Some real estate price softening will be seen where cost of financing is critical. Given the amount of institutional capital chasing multifamily and industrial real estate investments, I expect investment activity to continue with lower IRR return expectations.
There are 74 million millennials, a larger demographic than the huge number of baby boomers. So follow the millennial money. Many millennials are at prime homebuying age, and they continue to push trends in the real estate industry. Millennial homeownership rates are below the national average of 64%. That represents a deep well of demand that could convert to 10 million home purchases. With the average millennial homebuyer having a reasonably high household income at $88,200, millennials have the means, and they want to buy first homes.
The year 2020 marks the pinnacle of millennial homebuying. For the next decade, this generation will represent the largest share of the market. The desire for their first home may continue to push single-family home prices higher in select markets. If prices are seen as too high in some markets, then millennials will focus on newer, expensive rental properties.
High prices in first-tier cities are forcing many homebuyers and investors to consider second-tier cities in search of better value. This trend is likely to continue through 2020. The influx of capital to second-tier markets is driving double-digit growth in investment activity and price appreciation. Major employers such as Toyota have pulled out of Southern California and relocated to the Dallas metro area. Apple is opening a billion-dollar campus in Austin, and Amazonis opening HQ2 just outside Washington, D.C. These moves, and others like them, may be signs that economic growth could support continued rising real estate values in second-tier markets.
In a typical late cycle, capital leaves the overvalued first tier such as New York and San Francisco and flows to the less-expensive second tier. Eventually, capitalization rates in the two markets converge. Premium cap rates on secondary market investments range from 75 basis points to 100 basis points higher than major markets and a full 300 basis point higher than top tier cities. Expect to see rising property values in the secondary cities, which will reduce cap rates.
4. Housing Affordability
Currently, renting is more affordable in 59% of U.S. housing markets, and home prices have continued to increase more than wages in 80% of markets, according to an analysis by ATTOM Data Solutions. So, expect continued strong rental housing demand rather than continuing single family home price increases. Evidence of this shows up in strong markets such as Seattle, San Jose, Las Vegas and Portland, where the number of homes for sale rose last year, but the share of affordable homes fell, due to rising home values and increasing mortgage rates. Multifamily investors will be rewarded in markets where housing affordability is strained.
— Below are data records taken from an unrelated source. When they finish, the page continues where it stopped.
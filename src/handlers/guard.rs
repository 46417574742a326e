//! Route protection for endpoints that need an authenticated session.

use super::shared_types::{require_token, ApiError};
use crate::app_state::AppState;
use axum::{
    extract::{Request, State},
    http::{header, HeaderValue},
    middleware::Next,
    response::Response,
};

const NO_STORE: &str = "no-store, no-cache, must-revalidate, private";

/// Rejects requests without a live session with 401.
///
/// On success the [`SessionIdentity`](crate::domain::SessionIdentity) is
/// placed in the request extensions and the response is marked uncacheable.
pub async fn require_session(
    State(state): State<AppState>,
    mut request: Request,
    next: Next,
) -> Result<Response, ApiError> {
    // ---
    let token = require_token(request.headers())?;

    let identity = state
        .service()
        .current_identity(&token)
        .await?
        .ok_or(ApiError::Unauthorized("Not authenticated"))?;

    tracing::debug!("Session for '{}' admitted", identity.username);
    request.extensions_mut().insert(identity);

    let mut response = next.run(request).await;
    let headers = response.headers_mut();
    headers.insert(header::CACHE_CONTROL, HeaderValue::from_static(NO_STORE));
    headers.insert(header::PRAGMA, HeaderValue::from_static("no-cache"));
    headers.insert(header::EXPIRES, HeaderValue::from_static("0"));
    Ok(response)
}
According to ATTOM, it has gotten increasingly difficult to afford a home purchase in virtually every market with a population over 1 million. Currently, it is more affordable to rent than to buy a home in Miami, New York City, Seattle, Las Vegas, San Jose, San Francisco and Boston. It’s my take that this will push rents higher, making multifamily investors happy.
5. Impact of Opportunity Zone Funds
Real estate investors should consider a new tax incentive included in the Tax Cuts and Jobs Act of 2017 for investments in real estate in qualified opportunity zones (QOZs). The provisions include deferment, reduction and complete elimination of capital gains taxes for certain investments. I believe local expertise in these markets is a requirement and fold it into my company’s own QOZ Fund offerings, because local operators will have the best understanding of these opportunities. It is projected that $6 trillion in unrealized capital gains are eligible for QOZ investment, which could result in very strong real estate values in these QOZs. With core property in first-tier markets flooded with capital, the right investment in a QOZ with the right local partner could be a diamond in the rough.
The Bottom Line
There are certain drivers that will push rents and home prices higher. For longer-term real estate gains, the trends of millennial renting and buying upscale homes, the increasing prices in secondary markets, and capital flowing to opportunity zones will provide great opportunities to make outsize returns. A disciplined approach to real estate investing can uncover opportunities that lead to outperformance with less risk.